Please repeat the records below exactly, from the first line through the line containing "Port Abstraction Example", and nothing more.

(Collected data)
* * * *

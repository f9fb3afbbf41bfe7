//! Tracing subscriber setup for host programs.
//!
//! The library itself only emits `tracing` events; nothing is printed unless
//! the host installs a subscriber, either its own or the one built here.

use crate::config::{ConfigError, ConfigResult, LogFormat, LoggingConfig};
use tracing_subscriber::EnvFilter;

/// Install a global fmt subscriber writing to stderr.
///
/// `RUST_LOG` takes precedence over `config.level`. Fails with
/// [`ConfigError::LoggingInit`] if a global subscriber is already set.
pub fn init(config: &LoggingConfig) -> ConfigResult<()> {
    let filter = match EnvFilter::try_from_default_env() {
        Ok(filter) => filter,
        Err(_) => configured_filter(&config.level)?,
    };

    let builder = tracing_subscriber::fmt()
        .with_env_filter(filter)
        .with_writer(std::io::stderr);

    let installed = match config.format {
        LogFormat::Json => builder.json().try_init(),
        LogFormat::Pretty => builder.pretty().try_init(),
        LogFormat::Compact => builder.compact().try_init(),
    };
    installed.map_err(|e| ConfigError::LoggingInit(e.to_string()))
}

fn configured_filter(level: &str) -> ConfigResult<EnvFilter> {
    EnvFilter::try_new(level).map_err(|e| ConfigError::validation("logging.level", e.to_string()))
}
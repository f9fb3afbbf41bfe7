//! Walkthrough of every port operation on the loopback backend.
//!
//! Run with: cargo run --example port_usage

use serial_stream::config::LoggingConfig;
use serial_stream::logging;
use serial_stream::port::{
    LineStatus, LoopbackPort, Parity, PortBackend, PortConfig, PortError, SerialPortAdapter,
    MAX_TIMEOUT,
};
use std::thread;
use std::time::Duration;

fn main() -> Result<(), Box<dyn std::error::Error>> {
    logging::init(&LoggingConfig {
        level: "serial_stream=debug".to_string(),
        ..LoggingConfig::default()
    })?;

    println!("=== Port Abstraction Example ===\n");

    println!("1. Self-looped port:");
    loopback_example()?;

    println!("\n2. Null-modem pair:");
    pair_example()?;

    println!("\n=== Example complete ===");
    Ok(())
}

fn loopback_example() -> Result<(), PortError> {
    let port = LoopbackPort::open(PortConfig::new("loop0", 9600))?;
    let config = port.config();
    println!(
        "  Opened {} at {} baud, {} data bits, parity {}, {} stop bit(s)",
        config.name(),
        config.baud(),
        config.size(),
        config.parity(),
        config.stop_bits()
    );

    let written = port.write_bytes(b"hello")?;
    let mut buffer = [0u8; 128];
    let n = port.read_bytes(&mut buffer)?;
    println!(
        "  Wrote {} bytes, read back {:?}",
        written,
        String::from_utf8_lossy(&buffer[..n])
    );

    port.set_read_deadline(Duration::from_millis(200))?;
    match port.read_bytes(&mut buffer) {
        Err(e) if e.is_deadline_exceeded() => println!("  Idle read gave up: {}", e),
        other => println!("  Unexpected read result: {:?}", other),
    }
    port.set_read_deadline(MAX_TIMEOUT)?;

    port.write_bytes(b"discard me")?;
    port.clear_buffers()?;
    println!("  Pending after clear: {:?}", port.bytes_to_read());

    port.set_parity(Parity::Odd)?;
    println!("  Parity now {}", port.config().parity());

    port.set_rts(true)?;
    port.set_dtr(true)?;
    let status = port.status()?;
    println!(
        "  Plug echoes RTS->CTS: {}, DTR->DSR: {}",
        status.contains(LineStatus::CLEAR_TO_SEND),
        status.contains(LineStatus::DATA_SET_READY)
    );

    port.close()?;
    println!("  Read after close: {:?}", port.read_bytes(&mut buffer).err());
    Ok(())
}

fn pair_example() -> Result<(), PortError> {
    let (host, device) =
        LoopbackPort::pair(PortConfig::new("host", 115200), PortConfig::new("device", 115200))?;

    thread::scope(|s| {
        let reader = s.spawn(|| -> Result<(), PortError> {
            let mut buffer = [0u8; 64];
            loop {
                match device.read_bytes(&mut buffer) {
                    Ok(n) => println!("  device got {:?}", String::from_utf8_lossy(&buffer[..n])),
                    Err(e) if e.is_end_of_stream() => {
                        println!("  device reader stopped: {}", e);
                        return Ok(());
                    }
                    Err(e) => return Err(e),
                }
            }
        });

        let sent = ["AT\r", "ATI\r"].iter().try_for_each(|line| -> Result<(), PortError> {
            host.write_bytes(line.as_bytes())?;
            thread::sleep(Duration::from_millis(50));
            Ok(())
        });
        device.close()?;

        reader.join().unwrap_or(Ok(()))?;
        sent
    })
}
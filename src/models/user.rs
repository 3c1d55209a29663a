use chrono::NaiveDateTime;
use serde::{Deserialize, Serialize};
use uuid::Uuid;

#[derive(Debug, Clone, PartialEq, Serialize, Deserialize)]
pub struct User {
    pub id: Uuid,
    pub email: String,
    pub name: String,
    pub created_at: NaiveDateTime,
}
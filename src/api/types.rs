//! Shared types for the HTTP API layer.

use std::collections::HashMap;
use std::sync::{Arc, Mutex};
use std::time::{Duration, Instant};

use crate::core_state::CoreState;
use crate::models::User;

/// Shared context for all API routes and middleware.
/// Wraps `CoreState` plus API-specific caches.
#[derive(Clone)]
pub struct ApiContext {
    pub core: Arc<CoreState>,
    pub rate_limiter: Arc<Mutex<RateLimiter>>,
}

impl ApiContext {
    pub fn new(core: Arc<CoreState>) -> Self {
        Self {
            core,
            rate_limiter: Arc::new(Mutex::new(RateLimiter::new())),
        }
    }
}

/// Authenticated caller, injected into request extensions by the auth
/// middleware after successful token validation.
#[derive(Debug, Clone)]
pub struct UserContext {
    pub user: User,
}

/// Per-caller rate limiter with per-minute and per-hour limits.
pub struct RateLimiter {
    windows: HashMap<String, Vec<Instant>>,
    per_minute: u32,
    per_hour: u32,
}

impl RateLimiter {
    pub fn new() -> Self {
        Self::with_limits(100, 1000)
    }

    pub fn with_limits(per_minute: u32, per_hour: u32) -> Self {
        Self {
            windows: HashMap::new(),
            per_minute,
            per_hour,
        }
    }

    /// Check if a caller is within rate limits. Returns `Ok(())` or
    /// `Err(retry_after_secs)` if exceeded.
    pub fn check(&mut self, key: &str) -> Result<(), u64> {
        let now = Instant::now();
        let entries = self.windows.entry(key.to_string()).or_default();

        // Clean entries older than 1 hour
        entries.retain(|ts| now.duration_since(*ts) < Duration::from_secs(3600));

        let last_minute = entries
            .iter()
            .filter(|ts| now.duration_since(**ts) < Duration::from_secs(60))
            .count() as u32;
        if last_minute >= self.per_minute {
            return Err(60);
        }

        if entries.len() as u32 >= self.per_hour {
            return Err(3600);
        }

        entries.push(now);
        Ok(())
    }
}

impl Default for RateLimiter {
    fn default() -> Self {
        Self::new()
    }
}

* * * *

**Task result**:
repository f9fb3afbbf41bfe7
//! Tracing subscriber setup for host programs.
//!
//! The library itself only emits `tracing` events; nothing is printed unless
//! the host installs a subscriber, either its own or the one built here.

use crate::config::{ConfigError, ConfigResult, LogFormat, LoggingConfig};
use tracing_subscriber::EnvFilter;

/// Install a global fmt subscriber writing to stderr.
///
/// `RUST_LOG` takes precedence over `config.level`. Fails with
/// [`ConfigError::LoggingInit`] if a global subscriber is already set.
pub fn init(config: &LoggingConfig) -> ConfigResult<()> {
    let filter = match EnvFilter::try_from_default_env() {
        Ok(filter) => filter,
        Err(_) => configured_filter(&config.level)?,
    };

    let builder = tracing_subscriber::fmt()
        .with_env_filter(filter)
        .with_writer(std::io::stderr);

    let installed = match config.format {
        LogFormat::Json => builder.json().try_init(),
        LogFormat::Pretty => builder.pretty().try_init(),
        LogFormat::Compact => builder.compact().try_init(),
    };
    installed.map_err(|e| ConfigError::LoggingInit(e.to_string()))
}

fn configured_filter(level: &str) -> ConfigResult<EnvFilter> {
    EnvFilter::try_new(level).map_err(|e| ConfigError::validation("logging.level", e.to_string()))
}
repository f9fb3afbbf41bfe7
//! Walkthrough of every port operation on the loopback backend.
//!
//! Run with: cargo run --example port_usage

use serial_stream::config::LoggingConfig;
use serial_stream::logging;
use serial_stream::port::{
    LineStatus, LoopbackPort, Parity, PortBackend, PortConfig, PortError, SerialPortAdapter,
    MAX_TIMEOUT,
};
use std::thread;
use std::time::Duration;

fn main() -> Result<(), Box<dyn std::error::Error>> {
    logging::init(&LoggingConfig {
        level: "serial_stream=debug".to_string(),
        ..LoggingConfig::default()
    })?;

    println!("=== Port Abstraction Example ===\n");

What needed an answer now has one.